There is a fantasy known as “the writing life.” Inasmuch as it’s any kind of life at all. Or any kind of fantasy at all. The average person will spend more time over the course of his or her lifetime wondering why marshmallow is spelled like that than they will wondering how writers write. But at some point, you may have asked yourself: Who gets up early? Who writes standing up? Who unplugs the television and throws it in the closet? I never see musicians get asked about their habits. Answer: Bad ones? Same with actors. Not too many hard-hitting questions about line memorization. This is because those artists go public with their craft in a way that gives their audience an inkling of their rehearsal process, of how the sausage gets made. Writers like to keep our sausage in our pants until the last possible second.

Which means, if you’re trying to be a writer yourself, there are scant examples of how—and really? This is not a crowd you want to see pantless and typing. Therefore, when it comes to one another, we find it easier to fantasize about location instead. No one believes that using the same pens as Toni Morrison will make you Toni Morrison, but looking at the same view, breathing the same air? It’s better than nothing. Which is why we are the most famous for running away from home. You don’t have to be rich. You can apply to a writer’s colony or sublet your apartment for a week. You can stockpile vacation days, hire a sitter, and go. Anything for a change of scenery, anything for no distractions. Anything for the ideal conditions. We become increasingly particular about our conditions until part of us can’t help but think of all the work we’d get done if only we were buried alive.

*   *   *

I was twenty-four the first time I skipped town to write. I printed out driving directions in Don’t Die–point type and drove to my aunt and uncle’s cabin in New Hampshire. Summer was ending, the LIFE IS BETTER AT THE LAKE welcome mats were being rolled up on porches across New England. My aunt and uncle were nice enough to hold off on closing up their place so that I might live out my writing fantasy in seclusion. I would be the very picture of a writer. Or at least their very picture of a writer. Our little John Grisham over here …

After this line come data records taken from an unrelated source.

//! # fanxi_client - Snapshot persistence for the FanXI lineup game
//!
//! Async client side of the lock/history contract: a [`PredictionStore`]
//! collaborator boundary, an HTTP implementation, an in-memory mock for
//! tests, and the [`SnapshotService`] that ties a store to a live
//! [`fanxi_core::LineupSession`]. The engine itself never waits on any of
//! this; persistence mirrors local state, it does not validate it.

pub mod error;
pub mod http;
pub mod mock;
pub mod service;
pub mod submission;
pub mod traits;

pub use error::StoreError;
pub use http::HttpPredictionStore;
pub use mock::MockPredictionStore;
pub use service::{restore_record, SnapshotService};
pub use submission::{PredictionSubmission, SubmissionClient, SubmissionReceipt};
pub use traits::PredictionStore;
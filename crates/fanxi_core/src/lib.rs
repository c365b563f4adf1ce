//! # fanxi_core - Lineup Assignment Engine
//!
//! Pure, synchronous core of the FanXI lineup prediction game: the data
//! model for members and positional slots, the assignment reducer
//! (placement, displacement, swap, reset), the bounded tactics sliders,
//! and the snapshot record types shared with the persistence client.
//!
//! Nothing in this crate touches the network; persistence lives in
//! `fanxi_client` and consumes the snapshot types defined here.

pub mod engine;
pub mod error;
pub mod models;
pub mod session;
pub mod snapshot;
pub mod tactics;

pub use engine::{apply, MoveEvent};
pub use error::{LineupError, Result};
pub use models::{LineupState, Member, MemberId, Slot, SlotLine};
pub use session::LineupSession;
pub use snapshot::{HistoryRecord, LockReceipt, LockRequest, LockStatus, Snapshot};
pub use tactics::{TacticsConfig, TacticsParameter, PARAM_MAX, PARAM_MIN};
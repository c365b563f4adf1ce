//! Lineup Assignment Engine.
//!
//! A pure reducer over [`LineupState`]: each event maps the current
//! (roster, assignment) pair to the next one, leaving the input untouched.
//! There are no internal states beyond the pair itself and no observable
//! mid-transition state; a rejected event returns an error and the caller's
//! state is exactly as it was.

use crate::error::{LineupError, Result};
use crate::models::{LineupState, MemberId, Slot};

/// Abstract move/reset events, as delivered by the input adapter.
///
/// The engine never sees pointer coordinates; the adapter has already
/// resolved the gesture into a member id and a target slot.
#[derive(Debug, Clone, PartialEq, Eq)]
pub enum MoveEvent {
    /// Place an unassigned member onto a slot, displacing any occupant
    /// back to the roster.
    PlaceFromRoster { member: MemberId, target: Slot },
    /// Move an already-assigned member to another slot: relocation when
    /// the target is empty, atomic swap when it is occupied.
    MoveWithinSlots { member: MemberId, target: Slot },
    /// Clear the board, returning every assigned member to the roster.
    ResetAll,
}

/// Apply one event, producing the next state.
///
/// Referential precondition failures (member not in the roster, member not
/// assigned, source equals target) are rejected with a typed error rather
/// than silently ignored; callers wanting drop-and-forget semantics can
/// discard the error and keep their state.
pub fn apply(state: &LineupState, event: &MoveEvent) -> Result<LineupState> {
    match event {
        MoveEvent::PlaceFromRoster { member, target } => place_from_roster(state, member, *target),
        MoveEvent::MoveWithinSlots { member, target } => move_within_slots(state, member, *target),
        MoveEvent::ResetAll => Ok(reset_all(state)),
    }
}

fn place_from_roster(state: &LineupState, member: &MemberId, target: Slot) -> Result<LineupState> {
    let mut next = state.clone();

    let moving = next
        .roster
        .remove(member)
        .ok_or_else(|| LineupError::NotInRoster { id: member.clone() })?;

    // Displacement: the prior occupant goes back to the roster.
    if let Some(displaced) = next.assignment.insert(target, moving) {
        next.roster.insert(displaced.id.clone(), displaced);
    }

    Ok(next)
}

fn move_within_slots(state: &LineupState, member: &MemberId, target: Slot) -> Result<LineupState> {
    let source = state
        .slot_of(member)
        .ok_or_else(|| LineupError::NotAssigned { id: member.clone() })?;
    if source == target {
        return Err(LineupError::SameSlot { slot: source });
    }

    let mut next = state.clone();
    let moving = next.assignment.remove(&source).unwrap_or_else(|| {
        unreachable!("slot_of returned an occupied slot");
    });

    // Occupied target: swap. Empty target: plain relocation.
    if let Some(swapped) = next.assignment.insert(target, moving) {
        next.assignment.insert(source, swapped);
    }

    Ok(next)
}

fn reset_all(state: &LineupState) -> LineupState {
    let mut next = state.clone();
    let cleared = std::mem::take(&mut next.assignment);
    for member in cleared.into_values() {
        next.roster.insert(member.id.clone(), member);
    }
    next
}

When I arrived, a list of cabin instructions awaited me, pinned down by a box of fudge. There were emergency numbers, an explanation of screen doors detailed enough to be understood by future civilizations, and a canoe paragraph that I skipped entirely. I would not be living my life. I would be writing about it.

How did I spend the next six days? I napped at odd hours. I read on the porch but became so hyperconscious of reading on a porch, I moved inside. I tried not to flush the septic toilet. I watched television. I drank an entire bottle of dessert wine. I ate Ritz crackers by the sleeve, glancing incuriously at the nutritional information. I gave myself ultimatums. You are not allowed to pee until you finish this paragraph. You may not indulge in episodes of The Real World unless you write four two pages. When people stop writing poorly and start not writing at all. I watched cycle after cycle of America’s Next Top Model and decided that the contestant who solves the “Tyra Mail” clue is the perfect level of smart. Go to great heights? I bet we’re jumping out of an airplane, you guys! Any smarter than this and you become unhappy.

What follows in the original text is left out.